SpeechPlugin.dll (text-to-speech) in Spanish language skips letters with accents/diacritics
-
Windows 10 Pro, Notepad++ v7.9.1 64bit. Notepad++/plugins/SpeechPlugin/SpeechPlugin.dll (0.2.2.0 Jim Xochellis)
Microsoft Narrator accessibility tool with Spanish-language voices Raul/Sabina works fine in Notepad++, but when using the same voices via text-to-speech plugin, accented letters are ignored. “áéíñóúü” is silent, “jabalí” is spoken as “jabal”.
So far I have tried changing Notepad++ localization and Windows 10 language settings so everything’s in Spanish, and various encoding formats & character sets (ANSI/UTF-8 etc). Any ideas? Thanks for reading.
-
I hadn’t remembered mentions of that plugin previously, and I didn’t see it in Plugins Admin. A search indicates that @Michael-Vincent updated the code to work with 64bit NPP a couple years ago, and I see that his github has v0.2.2.0, so I am guessing you got your copy from his fork.
If you are using his fork, he comes here frequently, so hopefully he can chime in with more knowledge of the plugin – both from the user perspective and the maintenance perspective.
My guess is that the plugin is just using Windows’ builtin speech API, so you (and the plugin) are limited to its requirements. It may be that the plugin is not passing the strings to the Windows API in the form it desires – my guess would be that a Windows API interface would require UCS-2-LE for unicode strings.
Given that the last release in the old sourceforge repo was in 2008, I think that may have been before the unicode version of Notepad++ (the sf repo only has one dll, rather than the two DLL that were used during the time that ANSI and UNICODE were separate). If my guess is correct, then maybe it’s using the SomeWin32ApiA() version of the call rather than SomeWin32ApiW() version of the call.
Hmm, a quick search of the main source code for 0.2.2.0 doesn’t show any
...A(...
or...W(...
calls, so maybe I’m wrong. Digging in more detail, SpeakDocument() grabs the text from Scintilla directly and passes it to SpeakText(). I don’t see any conversion done on that text, and the internal Scintilla objects normally store things as UTF-8 (except when saving/loading from disk). I wonder if there needs to be a translation from UTF-8 to UCS-2-LE inside the plugin before sending the text to the speech API.On the other hand, maybe I’ve misremembered, and if the document is stored as UCS-2-LE, that Scintilla will hand the plugin UCS-2-LE-encoded text when requested inside the plugin. You can test that by converting to UCS-2-LE, saving, and seeing if that improves the speech behavior. But given my experiments with the internals (I’ve never made a plugin, but I do access the the Scintilla editor contents with SendMessage calls, like a plugin would), I really think Scintilla uses UTF-8 in all message-communication.
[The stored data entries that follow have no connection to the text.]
// SPDX-License-Identifier: AGPL-3.0-or-later
//
// Copyright (C) 2026 Relational Network

//! # Authentication Module
//!
//! Delegated OpenID Connect login plus the session tokens that follow it.
//!
//! ## Auth Flow
//!
//! 1. Browser hits `GET /auth/{provider}`; the server sets `state` and
//!    `nonce` cookies and redirects to the provider
//! 2. Provider redirects back to `GET /auth/{provider}/callback?code&state`
//! 3. Server:
//!    - Checks `state` against its cookie
//!    - Exchanges `code` at the provider's token endpoint
//!    - Verifies the identity token against the provider JWKS
//!      (signature, issuer, audience, expiry)
//!    - Checks the token `nonce` against its cookie
//!    - Mints its own HS256 session token for the `email` claim
//! 4. Client sends `Authorization: Bearer <session token>` on protected routes
//!
//! ## Security
//!
//! - No server-side flow state; CSRF values travel in `HttpOnly` cookies
//! - Identity token algorithms come from the JWK, session tokens accept HMAC only
//! - Provider discovery and JWKS are cached behind `RwLock`s
//! - Every provider call is bounded by the configured HTTP timeout

pub mod claims;
pub mod csrf;
pub mod discovery;
pub mod error;
pub mod extractor;
pub mod flow;
pub mod jwks;
pub mod middleware;
pub mod provider;
pub mod session;

pub use claims::{AuthenticatedIdentity, IdentityAssertion, SessionClaims};
pub use csrf::{CsrfGenerator, CsrfPair};
pub use error::AuthError;
pub use extractor::Auth;
pub use flow::{AuthorizationFlow, CallbackCookies, CallbackParams, FlowCompletion, FlowStart};
pub use jwks::JwksManager;
pub use provider::{
    IdentityTokenVerifier, OAuth2ClientDescriptor, ProviderConfig, ProviderRegistry, TokenResponse,
};
pub use session::SessionTokenService;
If it really is that the speech API accepts only UCS-2-LE and if it is also true that currently the plugin is throwing UTF-8 at the API call, it will require a code change , which @Michael-Vincent may or may not be able to support. Hopefully, with all my @-mentions, he’ll chime in when he has a chance. :-)
(I am also quite curious if my analysis is correct. I don’t know anything about the speech interface (though a quick search while writing this paragraph leads me to see that it appears to use an old COM interface, and the ISpVoice class has docs here)
-
It appears @PeterJones knows more about “my” plugin than me! The full story is I thought it was a cool plugin, it had no x64 version, the author seemed to have abandoned it - so I forked it to GitHub, made a few VCXPROJ file changes to compile a 64-bit version and it worked! You can see by the commit history I’ve made no substantial changes to the code - I have no idea how the Speech API works.
@OwlLowell not sure I can be much help in updating the source as I’d (like you presumably) would have to learn the Speech API and to be honest, I don’t use the plugin - like many “dead” plugins I’ve forked and made 64-bit versions of. Can you run the tests @PeterJones recommends and report back?
Cheers.
-
It’s over my head but I do have few more clues:
-“Spanish” is a red herring, same results in English (ie Narrator “Café”, speechplugin “Caf”)
-Same in Windows 7, and portable 32bit NP++ (with SpeechPlugin_0_2_1_dll circa 2008, using Win10)
-Same after convert/save/reload file with encodings: ANSI/UTF-8/UTF-8 BOM/UCS-2 BE BOM/UCS-2 LE BOM
-Also tried saving files in various formats in Notepad/Wordpad, then opening them in NP++, no luckEven if this goes unresolved, a sincere thank you for chiming in and contributing to the excellent and noble Notepad++!